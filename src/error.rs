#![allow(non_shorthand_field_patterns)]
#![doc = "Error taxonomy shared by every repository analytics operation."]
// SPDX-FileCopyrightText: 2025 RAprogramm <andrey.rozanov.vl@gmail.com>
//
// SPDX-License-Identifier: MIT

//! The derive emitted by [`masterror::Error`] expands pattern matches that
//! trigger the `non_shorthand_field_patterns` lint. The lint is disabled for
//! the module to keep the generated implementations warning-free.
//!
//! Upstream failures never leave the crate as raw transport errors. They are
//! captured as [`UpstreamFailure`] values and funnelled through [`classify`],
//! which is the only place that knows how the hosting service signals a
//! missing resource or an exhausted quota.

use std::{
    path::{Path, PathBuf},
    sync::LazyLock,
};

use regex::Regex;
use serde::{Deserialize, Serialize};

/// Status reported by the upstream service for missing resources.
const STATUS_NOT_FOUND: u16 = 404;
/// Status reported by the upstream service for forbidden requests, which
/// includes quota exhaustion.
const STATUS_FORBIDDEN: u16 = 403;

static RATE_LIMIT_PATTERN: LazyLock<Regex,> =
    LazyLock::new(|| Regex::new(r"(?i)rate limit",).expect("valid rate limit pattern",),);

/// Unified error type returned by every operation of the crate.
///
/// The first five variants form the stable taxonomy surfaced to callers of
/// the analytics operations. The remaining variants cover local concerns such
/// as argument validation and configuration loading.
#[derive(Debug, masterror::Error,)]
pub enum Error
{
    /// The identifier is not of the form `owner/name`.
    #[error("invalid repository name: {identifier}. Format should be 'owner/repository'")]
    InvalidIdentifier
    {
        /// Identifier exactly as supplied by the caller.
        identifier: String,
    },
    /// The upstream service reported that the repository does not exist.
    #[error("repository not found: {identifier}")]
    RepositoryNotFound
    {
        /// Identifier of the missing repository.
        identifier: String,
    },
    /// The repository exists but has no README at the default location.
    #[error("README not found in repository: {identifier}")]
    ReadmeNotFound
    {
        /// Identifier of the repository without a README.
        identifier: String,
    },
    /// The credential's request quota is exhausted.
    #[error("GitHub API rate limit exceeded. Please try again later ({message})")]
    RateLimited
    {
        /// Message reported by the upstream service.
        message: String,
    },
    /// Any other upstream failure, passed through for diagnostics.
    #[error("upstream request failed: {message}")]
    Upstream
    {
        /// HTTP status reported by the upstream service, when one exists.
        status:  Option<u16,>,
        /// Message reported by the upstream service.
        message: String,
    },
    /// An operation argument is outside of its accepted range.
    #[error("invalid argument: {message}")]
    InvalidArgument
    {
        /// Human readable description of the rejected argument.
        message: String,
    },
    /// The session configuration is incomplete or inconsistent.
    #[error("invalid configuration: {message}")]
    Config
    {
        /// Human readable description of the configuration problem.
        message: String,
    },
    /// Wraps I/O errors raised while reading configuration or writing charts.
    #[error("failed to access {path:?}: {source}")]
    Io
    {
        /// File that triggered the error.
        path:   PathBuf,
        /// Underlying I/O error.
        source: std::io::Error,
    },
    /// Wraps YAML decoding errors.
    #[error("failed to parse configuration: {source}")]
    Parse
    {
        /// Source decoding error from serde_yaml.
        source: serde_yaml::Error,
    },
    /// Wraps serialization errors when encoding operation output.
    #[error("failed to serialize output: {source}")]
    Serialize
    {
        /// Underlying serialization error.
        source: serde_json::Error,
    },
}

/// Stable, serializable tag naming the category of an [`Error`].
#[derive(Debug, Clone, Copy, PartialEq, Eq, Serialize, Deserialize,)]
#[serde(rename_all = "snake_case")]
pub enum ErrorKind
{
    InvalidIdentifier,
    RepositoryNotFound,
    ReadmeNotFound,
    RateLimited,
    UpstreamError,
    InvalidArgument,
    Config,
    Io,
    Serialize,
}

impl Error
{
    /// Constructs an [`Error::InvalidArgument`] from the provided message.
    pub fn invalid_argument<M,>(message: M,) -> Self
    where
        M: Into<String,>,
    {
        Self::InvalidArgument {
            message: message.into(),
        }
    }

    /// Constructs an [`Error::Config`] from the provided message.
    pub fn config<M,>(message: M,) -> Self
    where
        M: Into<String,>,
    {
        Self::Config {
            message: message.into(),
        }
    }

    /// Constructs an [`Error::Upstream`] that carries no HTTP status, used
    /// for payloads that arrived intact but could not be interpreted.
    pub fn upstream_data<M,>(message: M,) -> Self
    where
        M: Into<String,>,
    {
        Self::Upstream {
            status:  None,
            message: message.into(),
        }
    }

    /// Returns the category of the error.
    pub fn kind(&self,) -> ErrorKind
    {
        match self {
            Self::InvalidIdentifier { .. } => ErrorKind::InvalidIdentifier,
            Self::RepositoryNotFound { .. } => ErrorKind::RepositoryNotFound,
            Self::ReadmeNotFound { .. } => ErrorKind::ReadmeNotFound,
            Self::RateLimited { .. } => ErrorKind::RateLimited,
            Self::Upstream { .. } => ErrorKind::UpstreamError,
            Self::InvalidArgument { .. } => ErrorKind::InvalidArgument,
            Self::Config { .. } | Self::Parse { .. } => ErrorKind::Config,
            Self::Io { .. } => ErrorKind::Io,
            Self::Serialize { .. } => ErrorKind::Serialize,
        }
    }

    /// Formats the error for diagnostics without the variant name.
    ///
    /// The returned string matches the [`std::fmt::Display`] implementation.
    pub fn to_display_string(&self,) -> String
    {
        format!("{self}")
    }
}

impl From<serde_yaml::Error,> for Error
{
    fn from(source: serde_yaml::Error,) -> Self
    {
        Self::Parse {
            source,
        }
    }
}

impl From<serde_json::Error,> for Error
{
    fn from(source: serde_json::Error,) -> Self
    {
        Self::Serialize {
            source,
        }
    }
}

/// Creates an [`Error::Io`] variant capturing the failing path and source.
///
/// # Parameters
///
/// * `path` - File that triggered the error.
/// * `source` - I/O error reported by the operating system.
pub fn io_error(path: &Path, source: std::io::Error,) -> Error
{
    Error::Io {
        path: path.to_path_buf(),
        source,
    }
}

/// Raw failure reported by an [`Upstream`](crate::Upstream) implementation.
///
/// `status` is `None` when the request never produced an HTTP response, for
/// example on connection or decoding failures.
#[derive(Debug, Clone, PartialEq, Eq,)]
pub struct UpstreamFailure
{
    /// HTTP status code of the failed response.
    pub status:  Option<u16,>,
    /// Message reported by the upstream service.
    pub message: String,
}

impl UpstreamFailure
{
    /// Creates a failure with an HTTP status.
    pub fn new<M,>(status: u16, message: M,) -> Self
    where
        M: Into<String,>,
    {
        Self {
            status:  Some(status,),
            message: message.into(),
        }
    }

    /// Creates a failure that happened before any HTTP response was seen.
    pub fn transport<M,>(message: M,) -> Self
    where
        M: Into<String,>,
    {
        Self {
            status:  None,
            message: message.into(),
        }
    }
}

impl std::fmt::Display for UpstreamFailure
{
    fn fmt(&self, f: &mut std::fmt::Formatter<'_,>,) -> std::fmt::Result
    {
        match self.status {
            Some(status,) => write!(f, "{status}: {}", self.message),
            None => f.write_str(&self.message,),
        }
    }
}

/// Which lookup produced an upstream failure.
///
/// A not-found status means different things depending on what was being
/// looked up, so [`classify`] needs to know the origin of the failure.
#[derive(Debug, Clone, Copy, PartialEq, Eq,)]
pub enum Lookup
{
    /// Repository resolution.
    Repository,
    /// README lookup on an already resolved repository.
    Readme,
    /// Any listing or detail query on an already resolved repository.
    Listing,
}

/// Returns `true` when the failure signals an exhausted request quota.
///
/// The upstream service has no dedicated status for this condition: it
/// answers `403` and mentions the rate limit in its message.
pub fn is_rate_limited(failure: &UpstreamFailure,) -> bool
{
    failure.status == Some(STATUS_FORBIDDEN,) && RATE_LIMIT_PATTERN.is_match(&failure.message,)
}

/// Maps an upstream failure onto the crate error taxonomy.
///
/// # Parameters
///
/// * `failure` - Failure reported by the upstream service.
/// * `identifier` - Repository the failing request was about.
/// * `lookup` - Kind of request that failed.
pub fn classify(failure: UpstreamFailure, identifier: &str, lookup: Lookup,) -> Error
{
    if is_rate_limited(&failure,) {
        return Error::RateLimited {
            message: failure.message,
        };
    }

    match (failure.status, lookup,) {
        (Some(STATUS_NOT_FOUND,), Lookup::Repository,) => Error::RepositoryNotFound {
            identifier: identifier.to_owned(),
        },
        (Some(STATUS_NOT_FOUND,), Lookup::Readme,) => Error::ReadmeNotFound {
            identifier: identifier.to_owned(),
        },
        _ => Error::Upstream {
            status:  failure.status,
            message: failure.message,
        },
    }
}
______________________________
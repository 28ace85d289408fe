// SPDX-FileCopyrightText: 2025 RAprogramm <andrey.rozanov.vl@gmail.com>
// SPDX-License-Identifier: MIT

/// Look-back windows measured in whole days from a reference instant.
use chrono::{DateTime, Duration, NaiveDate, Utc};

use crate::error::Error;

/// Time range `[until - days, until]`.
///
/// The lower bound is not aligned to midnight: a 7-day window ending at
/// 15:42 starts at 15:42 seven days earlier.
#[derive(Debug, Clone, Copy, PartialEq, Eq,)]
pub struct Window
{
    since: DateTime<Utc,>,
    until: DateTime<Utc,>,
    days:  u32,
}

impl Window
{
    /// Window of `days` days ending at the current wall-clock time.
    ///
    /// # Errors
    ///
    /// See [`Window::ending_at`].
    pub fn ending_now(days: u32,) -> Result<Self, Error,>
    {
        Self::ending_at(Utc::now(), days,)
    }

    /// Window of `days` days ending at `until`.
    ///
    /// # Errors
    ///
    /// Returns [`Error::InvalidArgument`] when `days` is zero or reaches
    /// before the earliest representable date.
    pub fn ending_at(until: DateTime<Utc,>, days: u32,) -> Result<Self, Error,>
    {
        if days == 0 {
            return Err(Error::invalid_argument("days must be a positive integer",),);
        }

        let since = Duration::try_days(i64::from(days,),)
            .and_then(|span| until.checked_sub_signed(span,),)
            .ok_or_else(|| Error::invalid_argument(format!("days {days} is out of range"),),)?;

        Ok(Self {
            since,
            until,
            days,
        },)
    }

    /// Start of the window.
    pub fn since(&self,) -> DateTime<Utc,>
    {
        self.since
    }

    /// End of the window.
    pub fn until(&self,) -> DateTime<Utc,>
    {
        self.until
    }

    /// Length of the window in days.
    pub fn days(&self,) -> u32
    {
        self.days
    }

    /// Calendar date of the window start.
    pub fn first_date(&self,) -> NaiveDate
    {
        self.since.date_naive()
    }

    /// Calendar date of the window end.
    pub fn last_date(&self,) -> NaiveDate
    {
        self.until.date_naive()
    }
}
______________________________
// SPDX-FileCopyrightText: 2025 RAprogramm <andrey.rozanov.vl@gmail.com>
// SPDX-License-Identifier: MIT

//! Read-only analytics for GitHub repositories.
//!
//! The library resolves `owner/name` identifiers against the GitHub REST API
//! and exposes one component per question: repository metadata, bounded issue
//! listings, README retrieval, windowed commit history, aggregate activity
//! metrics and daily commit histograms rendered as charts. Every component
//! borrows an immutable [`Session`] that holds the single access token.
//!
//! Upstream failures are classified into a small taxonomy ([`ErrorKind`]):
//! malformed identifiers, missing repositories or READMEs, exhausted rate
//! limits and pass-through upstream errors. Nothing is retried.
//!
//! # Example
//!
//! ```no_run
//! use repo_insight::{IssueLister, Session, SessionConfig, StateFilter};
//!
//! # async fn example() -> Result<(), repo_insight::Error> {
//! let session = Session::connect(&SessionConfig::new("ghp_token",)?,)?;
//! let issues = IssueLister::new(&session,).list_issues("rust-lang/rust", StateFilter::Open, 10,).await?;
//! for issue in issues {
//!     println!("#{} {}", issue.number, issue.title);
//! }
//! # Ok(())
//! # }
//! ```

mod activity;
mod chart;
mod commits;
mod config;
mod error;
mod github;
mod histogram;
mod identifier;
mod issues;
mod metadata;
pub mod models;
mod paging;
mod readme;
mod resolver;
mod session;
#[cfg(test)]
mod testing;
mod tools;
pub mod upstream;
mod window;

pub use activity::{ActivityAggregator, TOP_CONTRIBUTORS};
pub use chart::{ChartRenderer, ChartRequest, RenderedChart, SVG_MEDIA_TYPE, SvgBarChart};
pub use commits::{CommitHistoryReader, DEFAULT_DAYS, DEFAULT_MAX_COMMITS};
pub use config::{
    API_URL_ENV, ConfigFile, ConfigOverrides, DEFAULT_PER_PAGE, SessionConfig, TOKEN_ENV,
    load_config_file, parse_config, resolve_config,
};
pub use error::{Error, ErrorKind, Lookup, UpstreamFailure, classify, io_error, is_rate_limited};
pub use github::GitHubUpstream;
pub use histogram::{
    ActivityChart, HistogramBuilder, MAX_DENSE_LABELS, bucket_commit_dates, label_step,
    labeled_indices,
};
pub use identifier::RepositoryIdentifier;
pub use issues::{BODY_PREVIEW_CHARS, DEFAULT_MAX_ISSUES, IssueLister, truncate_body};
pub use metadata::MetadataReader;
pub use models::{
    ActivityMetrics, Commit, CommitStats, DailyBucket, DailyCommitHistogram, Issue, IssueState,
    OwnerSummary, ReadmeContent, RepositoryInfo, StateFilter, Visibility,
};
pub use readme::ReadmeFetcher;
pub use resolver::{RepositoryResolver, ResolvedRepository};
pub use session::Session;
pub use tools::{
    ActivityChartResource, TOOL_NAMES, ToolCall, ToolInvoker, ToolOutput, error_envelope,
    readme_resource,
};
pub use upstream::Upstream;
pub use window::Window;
______________________________
▶ _Assignment_
List all lines above in which the string "reported" appears.

▶ _Reply to the task_
/// Status reported by the upstream service for missing resources.
/// Status reported by the upstream service for forbidden requests, which
    /// The upstream service reported that the repository does not exist.
        /// Message reported by the upstream service.
        /// HTTP status reported by the upstream service, when one exists.
        /// Message reported by the upstream service.
/// * `source` - I/O error reported by the operating system.
/// Raw failure reported by an [`Upstream`](crate::Upstream) implementation.
    /// Message reported by the upstream service.
/// * `failure` - Failure reported by the upstream service.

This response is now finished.